== About this task ==
Reproduce the entries below exactly, but only from the line containing "vault.as_ref(), owner.as_ref()], &ID)" to the line containing "pub fn describe(&self) -> DecodedAccount", inclusive.

== Available data ==
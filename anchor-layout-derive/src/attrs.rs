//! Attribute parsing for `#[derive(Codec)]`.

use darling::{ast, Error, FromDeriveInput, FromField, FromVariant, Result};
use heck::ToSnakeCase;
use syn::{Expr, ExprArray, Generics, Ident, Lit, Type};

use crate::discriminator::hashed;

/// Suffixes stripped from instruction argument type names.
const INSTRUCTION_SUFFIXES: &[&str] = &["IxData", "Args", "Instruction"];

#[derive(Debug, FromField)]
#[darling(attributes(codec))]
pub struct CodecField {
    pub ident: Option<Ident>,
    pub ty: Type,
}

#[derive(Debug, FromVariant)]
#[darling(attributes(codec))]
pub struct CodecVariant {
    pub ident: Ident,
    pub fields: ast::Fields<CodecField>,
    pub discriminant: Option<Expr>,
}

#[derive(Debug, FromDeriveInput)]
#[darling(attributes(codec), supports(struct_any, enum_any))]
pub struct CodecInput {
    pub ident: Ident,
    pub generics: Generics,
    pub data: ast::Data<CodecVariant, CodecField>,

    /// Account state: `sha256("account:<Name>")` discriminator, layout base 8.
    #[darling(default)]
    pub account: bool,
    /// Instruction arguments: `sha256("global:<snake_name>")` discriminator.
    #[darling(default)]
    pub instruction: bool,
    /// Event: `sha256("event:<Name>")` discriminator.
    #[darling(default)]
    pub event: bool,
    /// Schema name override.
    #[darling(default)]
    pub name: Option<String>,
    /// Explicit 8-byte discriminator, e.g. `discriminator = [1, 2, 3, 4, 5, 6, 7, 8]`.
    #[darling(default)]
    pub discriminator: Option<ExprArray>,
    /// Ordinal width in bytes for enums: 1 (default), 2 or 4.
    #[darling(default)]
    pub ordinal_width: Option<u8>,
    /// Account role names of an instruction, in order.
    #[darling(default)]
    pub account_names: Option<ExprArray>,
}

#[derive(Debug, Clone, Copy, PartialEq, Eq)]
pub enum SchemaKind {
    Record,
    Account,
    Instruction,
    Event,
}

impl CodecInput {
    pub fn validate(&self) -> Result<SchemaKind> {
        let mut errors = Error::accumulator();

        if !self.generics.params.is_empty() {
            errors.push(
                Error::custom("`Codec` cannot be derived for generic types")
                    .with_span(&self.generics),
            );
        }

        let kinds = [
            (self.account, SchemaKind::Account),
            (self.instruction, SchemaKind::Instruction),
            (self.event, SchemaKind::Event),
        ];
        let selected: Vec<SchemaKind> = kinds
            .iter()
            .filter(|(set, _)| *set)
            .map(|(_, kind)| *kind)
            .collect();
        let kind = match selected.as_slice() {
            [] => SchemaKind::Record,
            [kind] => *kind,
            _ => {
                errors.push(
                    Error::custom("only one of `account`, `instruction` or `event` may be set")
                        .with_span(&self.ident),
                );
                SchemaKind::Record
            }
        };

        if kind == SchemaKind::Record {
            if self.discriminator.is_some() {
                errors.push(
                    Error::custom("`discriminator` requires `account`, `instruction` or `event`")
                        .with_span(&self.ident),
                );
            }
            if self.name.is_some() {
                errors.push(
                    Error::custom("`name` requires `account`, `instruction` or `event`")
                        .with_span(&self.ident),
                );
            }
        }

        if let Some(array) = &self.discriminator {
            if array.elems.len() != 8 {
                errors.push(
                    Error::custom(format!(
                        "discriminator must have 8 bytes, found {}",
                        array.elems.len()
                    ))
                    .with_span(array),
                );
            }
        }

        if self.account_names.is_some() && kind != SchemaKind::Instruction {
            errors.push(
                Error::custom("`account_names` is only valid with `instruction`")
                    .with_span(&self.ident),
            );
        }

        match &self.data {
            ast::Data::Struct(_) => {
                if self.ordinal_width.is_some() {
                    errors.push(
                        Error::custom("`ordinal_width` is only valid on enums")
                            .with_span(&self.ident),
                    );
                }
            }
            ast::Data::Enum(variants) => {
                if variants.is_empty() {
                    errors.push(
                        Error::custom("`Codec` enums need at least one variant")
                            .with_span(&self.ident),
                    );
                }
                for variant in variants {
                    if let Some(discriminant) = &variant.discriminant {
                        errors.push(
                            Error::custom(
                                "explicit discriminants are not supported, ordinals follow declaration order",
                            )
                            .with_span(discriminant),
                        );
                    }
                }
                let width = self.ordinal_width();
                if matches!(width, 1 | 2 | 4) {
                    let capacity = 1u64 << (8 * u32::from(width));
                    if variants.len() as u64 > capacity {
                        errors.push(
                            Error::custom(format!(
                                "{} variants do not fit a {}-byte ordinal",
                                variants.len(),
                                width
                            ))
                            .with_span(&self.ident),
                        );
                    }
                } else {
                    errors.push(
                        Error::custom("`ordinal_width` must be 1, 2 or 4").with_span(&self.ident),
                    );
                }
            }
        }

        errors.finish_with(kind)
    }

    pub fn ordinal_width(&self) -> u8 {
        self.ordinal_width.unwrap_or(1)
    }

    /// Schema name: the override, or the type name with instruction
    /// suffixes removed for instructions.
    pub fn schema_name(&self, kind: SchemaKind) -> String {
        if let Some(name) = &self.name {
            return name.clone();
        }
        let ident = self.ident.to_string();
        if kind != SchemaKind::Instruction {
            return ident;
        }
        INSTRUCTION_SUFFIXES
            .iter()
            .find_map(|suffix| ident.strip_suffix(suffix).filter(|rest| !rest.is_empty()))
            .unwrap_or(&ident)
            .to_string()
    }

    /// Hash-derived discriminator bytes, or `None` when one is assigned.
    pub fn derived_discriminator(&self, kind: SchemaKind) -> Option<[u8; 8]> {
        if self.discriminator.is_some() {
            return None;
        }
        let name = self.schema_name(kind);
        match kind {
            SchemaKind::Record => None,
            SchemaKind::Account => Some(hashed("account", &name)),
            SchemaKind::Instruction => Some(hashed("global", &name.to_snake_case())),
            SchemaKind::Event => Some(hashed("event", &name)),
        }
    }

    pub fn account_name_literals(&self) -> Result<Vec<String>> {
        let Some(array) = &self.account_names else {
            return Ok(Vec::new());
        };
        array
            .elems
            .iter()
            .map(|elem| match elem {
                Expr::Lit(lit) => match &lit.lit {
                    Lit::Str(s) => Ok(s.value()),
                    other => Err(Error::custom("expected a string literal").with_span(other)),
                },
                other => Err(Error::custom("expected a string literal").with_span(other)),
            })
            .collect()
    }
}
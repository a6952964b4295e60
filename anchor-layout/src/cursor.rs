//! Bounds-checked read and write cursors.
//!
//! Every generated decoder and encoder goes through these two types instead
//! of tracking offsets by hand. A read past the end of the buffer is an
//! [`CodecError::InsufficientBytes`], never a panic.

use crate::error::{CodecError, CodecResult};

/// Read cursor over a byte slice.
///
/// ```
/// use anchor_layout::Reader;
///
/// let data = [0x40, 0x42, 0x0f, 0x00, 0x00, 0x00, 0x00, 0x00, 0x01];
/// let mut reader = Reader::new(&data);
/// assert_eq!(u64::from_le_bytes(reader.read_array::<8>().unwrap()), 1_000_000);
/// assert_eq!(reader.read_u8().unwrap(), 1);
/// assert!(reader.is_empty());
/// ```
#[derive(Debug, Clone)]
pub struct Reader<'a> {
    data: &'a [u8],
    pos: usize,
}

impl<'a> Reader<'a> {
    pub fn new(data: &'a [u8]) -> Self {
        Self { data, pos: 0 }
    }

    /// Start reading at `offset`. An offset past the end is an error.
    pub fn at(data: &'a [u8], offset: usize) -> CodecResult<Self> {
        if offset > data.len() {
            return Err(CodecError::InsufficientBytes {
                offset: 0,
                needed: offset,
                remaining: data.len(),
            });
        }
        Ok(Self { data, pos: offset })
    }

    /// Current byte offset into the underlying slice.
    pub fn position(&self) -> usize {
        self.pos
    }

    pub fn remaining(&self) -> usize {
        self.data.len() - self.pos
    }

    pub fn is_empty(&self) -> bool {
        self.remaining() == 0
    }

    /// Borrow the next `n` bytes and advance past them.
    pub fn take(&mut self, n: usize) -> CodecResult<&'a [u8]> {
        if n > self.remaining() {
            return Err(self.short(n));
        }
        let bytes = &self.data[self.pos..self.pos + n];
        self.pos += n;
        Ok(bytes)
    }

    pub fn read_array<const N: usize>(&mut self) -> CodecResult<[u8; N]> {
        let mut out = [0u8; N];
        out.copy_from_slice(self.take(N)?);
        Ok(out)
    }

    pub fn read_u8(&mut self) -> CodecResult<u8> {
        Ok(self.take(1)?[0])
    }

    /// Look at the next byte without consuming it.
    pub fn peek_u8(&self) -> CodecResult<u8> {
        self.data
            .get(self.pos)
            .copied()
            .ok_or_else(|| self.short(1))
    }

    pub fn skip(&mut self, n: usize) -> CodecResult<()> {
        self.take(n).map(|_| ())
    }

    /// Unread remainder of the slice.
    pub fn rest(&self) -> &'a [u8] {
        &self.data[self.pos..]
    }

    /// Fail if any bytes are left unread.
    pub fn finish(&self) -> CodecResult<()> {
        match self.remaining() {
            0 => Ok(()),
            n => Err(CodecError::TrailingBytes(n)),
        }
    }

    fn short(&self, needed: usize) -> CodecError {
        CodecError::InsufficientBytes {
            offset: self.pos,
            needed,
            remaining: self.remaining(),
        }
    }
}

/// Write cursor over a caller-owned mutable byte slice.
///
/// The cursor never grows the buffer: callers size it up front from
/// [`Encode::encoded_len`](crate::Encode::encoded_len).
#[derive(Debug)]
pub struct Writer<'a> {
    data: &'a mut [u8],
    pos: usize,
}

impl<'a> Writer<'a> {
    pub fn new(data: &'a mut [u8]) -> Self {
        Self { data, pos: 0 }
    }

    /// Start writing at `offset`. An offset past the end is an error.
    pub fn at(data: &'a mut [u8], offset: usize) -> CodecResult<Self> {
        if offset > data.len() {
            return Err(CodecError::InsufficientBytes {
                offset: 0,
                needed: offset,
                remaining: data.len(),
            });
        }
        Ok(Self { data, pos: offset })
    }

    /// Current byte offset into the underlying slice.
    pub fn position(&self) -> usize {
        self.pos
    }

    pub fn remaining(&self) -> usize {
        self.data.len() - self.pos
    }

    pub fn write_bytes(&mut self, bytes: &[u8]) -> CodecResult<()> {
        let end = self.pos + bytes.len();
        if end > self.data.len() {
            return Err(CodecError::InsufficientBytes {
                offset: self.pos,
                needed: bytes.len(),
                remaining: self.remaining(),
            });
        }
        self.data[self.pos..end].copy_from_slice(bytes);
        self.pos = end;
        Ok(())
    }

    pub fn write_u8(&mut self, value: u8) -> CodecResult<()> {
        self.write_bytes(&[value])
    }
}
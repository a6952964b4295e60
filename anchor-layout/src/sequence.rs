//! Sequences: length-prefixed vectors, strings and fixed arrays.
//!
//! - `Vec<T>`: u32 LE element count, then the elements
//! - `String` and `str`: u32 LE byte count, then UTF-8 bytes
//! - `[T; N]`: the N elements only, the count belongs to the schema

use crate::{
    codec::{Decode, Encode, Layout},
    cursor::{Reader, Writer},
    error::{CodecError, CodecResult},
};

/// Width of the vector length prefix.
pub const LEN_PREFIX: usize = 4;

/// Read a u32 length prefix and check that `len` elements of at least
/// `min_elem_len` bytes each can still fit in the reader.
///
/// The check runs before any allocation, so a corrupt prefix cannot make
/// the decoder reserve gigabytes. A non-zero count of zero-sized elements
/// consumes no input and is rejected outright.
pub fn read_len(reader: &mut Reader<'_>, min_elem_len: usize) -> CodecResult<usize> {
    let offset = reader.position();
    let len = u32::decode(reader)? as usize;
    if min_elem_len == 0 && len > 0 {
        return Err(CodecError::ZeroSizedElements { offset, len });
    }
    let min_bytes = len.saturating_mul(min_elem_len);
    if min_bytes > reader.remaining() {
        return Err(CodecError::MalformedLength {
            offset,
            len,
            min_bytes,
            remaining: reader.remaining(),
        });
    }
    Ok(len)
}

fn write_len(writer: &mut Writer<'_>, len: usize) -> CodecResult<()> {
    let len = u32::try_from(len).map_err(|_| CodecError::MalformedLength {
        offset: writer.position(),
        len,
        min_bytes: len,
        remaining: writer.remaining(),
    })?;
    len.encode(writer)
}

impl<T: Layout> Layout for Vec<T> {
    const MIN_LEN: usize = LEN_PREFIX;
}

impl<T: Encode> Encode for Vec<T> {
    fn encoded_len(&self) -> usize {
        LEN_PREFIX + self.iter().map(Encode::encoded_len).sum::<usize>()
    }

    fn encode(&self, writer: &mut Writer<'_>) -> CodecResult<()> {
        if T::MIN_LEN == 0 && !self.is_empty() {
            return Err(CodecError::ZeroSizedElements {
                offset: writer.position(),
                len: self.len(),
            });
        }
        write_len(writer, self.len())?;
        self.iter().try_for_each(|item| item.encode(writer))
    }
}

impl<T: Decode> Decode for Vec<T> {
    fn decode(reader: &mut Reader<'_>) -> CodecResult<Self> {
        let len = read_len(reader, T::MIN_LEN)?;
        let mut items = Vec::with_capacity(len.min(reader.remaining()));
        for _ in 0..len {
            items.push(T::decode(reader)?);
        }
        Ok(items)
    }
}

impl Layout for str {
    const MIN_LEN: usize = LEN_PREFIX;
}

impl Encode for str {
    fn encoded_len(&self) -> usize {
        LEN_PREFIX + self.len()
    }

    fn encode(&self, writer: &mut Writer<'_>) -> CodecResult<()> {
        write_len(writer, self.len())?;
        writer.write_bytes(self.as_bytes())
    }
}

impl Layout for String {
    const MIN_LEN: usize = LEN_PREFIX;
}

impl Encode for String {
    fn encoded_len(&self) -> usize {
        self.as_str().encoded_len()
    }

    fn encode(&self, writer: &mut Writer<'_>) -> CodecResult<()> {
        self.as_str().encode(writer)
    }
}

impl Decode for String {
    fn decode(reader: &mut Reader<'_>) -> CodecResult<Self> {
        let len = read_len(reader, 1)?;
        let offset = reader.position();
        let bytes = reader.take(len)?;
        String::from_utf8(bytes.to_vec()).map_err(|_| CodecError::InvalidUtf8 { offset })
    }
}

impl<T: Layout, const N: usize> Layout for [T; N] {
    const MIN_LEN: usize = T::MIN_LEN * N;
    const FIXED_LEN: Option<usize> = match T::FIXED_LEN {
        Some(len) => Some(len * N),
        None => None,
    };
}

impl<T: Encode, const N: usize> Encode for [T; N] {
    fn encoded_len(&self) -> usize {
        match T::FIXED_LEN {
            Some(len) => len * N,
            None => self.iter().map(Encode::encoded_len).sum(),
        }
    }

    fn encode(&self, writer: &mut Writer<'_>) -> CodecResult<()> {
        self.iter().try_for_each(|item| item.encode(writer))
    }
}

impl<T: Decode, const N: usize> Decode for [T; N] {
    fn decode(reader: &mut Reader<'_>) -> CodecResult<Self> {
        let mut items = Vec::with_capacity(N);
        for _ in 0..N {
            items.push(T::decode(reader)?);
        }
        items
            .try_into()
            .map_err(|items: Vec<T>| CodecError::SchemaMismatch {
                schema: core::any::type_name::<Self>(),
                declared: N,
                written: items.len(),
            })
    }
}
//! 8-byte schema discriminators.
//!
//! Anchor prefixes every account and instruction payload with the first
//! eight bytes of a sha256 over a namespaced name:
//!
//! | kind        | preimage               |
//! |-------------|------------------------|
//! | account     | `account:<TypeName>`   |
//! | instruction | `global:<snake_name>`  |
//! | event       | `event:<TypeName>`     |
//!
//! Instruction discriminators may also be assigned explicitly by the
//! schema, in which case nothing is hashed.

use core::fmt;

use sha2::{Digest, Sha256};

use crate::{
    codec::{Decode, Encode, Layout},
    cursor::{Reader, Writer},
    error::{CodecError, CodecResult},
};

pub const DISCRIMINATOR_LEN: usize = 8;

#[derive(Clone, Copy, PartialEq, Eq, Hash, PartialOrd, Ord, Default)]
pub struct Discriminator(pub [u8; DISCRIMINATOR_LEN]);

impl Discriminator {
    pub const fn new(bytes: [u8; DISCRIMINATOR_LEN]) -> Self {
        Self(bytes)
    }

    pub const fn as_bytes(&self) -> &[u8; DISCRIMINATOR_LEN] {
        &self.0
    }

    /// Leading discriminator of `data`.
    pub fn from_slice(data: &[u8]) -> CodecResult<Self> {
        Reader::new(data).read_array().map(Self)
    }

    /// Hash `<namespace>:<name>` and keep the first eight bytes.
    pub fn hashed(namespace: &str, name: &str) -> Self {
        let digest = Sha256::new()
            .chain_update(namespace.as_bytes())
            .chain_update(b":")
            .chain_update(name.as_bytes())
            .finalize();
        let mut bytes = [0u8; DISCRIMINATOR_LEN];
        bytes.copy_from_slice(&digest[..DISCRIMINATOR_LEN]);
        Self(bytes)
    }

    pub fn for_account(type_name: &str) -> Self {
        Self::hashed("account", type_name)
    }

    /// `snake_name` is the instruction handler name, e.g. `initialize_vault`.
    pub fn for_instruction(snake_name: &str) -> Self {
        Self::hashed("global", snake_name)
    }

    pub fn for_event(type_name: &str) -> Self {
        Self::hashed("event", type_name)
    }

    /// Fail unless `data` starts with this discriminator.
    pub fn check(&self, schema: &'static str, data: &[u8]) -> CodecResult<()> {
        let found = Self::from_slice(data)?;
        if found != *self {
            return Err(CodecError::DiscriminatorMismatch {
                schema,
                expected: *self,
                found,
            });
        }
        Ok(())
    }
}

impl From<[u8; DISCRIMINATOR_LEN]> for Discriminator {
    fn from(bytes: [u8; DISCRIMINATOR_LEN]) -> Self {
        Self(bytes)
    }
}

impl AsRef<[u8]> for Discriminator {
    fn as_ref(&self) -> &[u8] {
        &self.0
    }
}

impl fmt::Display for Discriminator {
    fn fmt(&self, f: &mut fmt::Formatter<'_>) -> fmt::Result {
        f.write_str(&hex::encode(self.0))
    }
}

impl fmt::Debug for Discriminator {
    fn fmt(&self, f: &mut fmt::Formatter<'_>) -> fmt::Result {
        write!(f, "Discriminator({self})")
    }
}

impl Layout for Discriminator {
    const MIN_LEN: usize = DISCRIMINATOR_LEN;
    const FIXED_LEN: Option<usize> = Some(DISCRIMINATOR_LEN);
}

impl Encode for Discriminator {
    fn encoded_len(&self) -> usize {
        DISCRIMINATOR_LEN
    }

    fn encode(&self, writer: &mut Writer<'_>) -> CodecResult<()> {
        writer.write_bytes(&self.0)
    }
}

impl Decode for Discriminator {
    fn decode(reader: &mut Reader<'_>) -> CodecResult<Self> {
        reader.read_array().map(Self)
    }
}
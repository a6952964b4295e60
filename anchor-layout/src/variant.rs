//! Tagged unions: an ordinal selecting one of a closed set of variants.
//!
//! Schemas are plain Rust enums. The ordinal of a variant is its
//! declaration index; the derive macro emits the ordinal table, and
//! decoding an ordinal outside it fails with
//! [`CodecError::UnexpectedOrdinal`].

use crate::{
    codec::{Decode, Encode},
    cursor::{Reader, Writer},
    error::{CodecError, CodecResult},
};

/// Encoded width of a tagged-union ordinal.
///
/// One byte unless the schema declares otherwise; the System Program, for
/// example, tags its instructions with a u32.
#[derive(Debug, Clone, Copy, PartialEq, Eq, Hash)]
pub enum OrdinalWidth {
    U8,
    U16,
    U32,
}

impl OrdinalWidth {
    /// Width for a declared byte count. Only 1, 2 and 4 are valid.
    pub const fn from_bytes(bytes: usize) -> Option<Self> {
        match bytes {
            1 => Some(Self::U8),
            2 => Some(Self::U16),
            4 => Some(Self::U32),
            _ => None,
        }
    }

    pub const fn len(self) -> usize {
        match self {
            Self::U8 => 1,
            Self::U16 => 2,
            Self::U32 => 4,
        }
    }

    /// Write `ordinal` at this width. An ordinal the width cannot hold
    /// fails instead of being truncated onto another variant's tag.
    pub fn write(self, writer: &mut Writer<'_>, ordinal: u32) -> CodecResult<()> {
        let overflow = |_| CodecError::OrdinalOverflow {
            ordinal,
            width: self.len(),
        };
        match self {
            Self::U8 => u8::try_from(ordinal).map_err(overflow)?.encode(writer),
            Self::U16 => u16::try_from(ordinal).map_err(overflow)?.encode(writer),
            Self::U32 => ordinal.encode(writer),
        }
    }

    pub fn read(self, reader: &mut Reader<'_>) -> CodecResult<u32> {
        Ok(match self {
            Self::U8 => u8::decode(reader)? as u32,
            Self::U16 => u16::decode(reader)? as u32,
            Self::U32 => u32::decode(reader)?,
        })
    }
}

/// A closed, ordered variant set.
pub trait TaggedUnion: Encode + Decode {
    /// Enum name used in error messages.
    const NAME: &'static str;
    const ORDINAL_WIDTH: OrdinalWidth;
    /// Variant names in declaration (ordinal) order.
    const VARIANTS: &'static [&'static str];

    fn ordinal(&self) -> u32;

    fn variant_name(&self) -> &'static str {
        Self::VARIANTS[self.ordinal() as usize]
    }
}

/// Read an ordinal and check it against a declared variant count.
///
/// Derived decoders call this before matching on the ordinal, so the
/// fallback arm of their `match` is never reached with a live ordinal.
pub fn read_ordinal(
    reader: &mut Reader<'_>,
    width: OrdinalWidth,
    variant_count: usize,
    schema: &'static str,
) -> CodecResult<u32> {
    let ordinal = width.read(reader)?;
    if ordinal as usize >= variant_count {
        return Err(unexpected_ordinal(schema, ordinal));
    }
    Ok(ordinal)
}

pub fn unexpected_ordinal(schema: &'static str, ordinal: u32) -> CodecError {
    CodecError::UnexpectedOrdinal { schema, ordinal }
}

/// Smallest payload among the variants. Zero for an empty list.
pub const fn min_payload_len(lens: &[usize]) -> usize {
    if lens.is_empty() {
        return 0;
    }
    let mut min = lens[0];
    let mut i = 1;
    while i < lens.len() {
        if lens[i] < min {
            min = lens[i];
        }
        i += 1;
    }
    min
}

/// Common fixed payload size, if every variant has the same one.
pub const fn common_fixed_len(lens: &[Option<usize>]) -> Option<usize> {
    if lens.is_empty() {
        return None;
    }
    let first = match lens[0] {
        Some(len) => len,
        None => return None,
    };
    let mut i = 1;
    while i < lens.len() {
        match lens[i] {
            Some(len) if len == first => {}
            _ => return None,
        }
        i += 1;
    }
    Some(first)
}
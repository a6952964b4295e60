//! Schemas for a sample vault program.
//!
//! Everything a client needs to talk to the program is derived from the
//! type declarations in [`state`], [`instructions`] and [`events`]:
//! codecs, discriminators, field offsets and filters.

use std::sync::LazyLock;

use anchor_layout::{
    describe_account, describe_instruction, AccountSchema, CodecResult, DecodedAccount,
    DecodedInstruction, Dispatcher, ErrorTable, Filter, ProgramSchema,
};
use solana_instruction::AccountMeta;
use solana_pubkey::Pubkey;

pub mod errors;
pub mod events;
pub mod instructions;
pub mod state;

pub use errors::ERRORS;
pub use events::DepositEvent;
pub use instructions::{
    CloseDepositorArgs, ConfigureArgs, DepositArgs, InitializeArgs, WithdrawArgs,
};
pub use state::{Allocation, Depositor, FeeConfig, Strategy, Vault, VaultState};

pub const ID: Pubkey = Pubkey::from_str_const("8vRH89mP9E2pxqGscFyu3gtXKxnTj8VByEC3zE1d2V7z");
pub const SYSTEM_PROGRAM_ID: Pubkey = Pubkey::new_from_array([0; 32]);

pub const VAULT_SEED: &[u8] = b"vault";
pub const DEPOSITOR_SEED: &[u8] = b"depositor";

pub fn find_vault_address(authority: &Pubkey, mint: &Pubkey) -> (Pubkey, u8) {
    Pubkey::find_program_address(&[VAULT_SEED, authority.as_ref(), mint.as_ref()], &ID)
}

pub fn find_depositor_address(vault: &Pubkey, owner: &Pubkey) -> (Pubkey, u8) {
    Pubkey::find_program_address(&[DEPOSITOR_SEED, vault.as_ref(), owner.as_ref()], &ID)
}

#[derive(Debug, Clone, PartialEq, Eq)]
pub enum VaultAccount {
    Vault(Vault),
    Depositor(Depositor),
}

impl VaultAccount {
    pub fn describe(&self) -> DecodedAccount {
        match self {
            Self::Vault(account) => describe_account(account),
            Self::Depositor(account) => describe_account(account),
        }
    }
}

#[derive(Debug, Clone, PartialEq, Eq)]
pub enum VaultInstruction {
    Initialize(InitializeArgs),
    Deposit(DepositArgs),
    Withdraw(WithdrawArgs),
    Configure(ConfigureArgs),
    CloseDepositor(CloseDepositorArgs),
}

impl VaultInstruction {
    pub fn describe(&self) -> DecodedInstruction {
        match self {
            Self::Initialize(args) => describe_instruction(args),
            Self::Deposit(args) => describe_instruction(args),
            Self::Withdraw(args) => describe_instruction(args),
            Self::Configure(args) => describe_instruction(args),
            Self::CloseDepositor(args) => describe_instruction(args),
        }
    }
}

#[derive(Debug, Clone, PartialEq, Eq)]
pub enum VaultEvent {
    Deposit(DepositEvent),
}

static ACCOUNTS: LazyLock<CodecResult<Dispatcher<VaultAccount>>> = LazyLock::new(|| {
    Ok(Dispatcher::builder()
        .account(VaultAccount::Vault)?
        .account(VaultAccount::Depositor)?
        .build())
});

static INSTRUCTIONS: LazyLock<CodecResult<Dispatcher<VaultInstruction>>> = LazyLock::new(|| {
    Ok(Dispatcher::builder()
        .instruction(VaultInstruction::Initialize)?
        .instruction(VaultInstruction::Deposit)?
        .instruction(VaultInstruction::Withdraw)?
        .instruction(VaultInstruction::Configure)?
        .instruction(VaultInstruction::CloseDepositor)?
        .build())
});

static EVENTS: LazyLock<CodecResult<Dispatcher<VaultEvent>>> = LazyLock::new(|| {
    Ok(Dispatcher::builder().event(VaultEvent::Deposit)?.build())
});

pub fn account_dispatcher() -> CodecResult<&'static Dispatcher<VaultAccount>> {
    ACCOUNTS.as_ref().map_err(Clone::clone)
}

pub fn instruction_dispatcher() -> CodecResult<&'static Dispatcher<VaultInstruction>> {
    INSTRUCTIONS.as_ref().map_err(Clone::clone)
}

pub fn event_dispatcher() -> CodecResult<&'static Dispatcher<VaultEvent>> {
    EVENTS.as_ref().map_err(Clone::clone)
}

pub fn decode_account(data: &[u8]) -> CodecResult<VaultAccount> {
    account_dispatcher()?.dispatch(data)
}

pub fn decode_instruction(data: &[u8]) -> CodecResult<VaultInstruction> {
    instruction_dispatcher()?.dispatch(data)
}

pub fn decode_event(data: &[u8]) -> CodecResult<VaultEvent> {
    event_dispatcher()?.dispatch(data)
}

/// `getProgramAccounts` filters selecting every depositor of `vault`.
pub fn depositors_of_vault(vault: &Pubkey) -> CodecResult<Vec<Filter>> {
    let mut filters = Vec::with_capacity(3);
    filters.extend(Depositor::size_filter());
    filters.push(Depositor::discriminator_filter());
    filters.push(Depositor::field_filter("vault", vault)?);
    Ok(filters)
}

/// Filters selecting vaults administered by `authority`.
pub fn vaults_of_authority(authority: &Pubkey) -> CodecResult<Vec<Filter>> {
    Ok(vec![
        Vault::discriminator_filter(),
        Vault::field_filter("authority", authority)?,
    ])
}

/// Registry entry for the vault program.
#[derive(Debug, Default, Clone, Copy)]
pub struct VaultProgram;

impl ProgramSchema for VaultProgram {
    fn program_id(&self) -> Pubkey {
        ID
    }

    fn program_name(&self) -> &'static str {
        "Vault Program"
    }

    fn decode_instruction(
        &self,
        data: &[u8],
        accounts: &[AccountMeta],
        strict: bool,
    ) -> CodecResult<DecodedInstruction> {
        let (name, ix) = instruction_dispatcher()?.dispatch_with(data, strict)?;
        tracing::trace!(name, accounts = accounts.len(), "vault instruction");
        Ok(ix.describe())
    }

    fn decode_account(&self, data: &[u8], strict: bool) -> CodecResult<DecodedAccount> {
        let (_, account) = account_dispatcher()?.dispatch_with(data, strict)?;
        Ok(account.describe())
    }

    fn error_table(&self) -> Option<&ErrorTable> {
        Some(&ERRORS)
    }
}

== Result for this exercise ==
    Pubkey::find_program_address(&[DEPOSITOR_SEED, vault.as_ref(), owner.as_ref()], &ID)
}

#[derive(Debug, Clone, PartialEq, Eq)]
pub enum VaultAccount {
    Vault(Vault),
    Depositor(Depositor),
}

impl VaultAccount {
    pub fn describe(&self) -> DecodedAccount {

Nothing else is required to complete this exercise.